#### Records for this exercise

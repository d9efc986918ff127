//! Top-level engine errors.

use thiserror::Error;

use super::ErrorKind;
use crate::llm::LlmError;
use crate::sandbox::SandboxError;

/// Errors surfaced by the orchestrator entry points.
#[derive(Debug, Error)]
pub enum EngineError {
    #[error("Context too large: {size} chars exceeds limit of {limit}")]
    ContextTooLarge { size: usize, limit: usize },
    #[error("Execution not found: {0}")]
    ExecutionNotFound(String),
    #[error("Session not found: {0}")]
    SessionNotFound(String),
    #[error("No provider registered for model: {0}")]
    NoProvider(String),
    #[error("Execution failed: {kind}: {message}")]
    ExecutionFailed { kind: ErrorKind, message: String },
    #[error("LM provider error: {0}")]
    Provider(#[from] LlmError),
    #[error("Sandbox error: {0}")]
    Sandbox(#[from] SandboxError),
    #[error("Storage error: {0}")]
    Storage(String),
    #[error("Internal error: {0}")]
    Internal(String),
}

impl EngineError {
    /// The taxonomy bucket this error falls into.
    pub fn kind(&self) -> ErrorKind {
        match self {
            EngineError::ContextTooLarge { .. } => ErrorKind::ContextTooLarge,
            EngineError::ExecutionFailed { kind, .. } => *kind,
            EngineError::Provider(_) => ErrorKind::ProviderError,
            EngineError::Sandbox(e) => e.kind(),
            _ => ErrorKind::ProgramRuntimeError,
        }
    }
}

########

▸ **Try it**: In the data above, find each line that has the word "SandboxError" and copy it out.

▸ **Exercise response**:
use crate::sandbox::SandboxError;
    Sandbox(#[from] SandboxError),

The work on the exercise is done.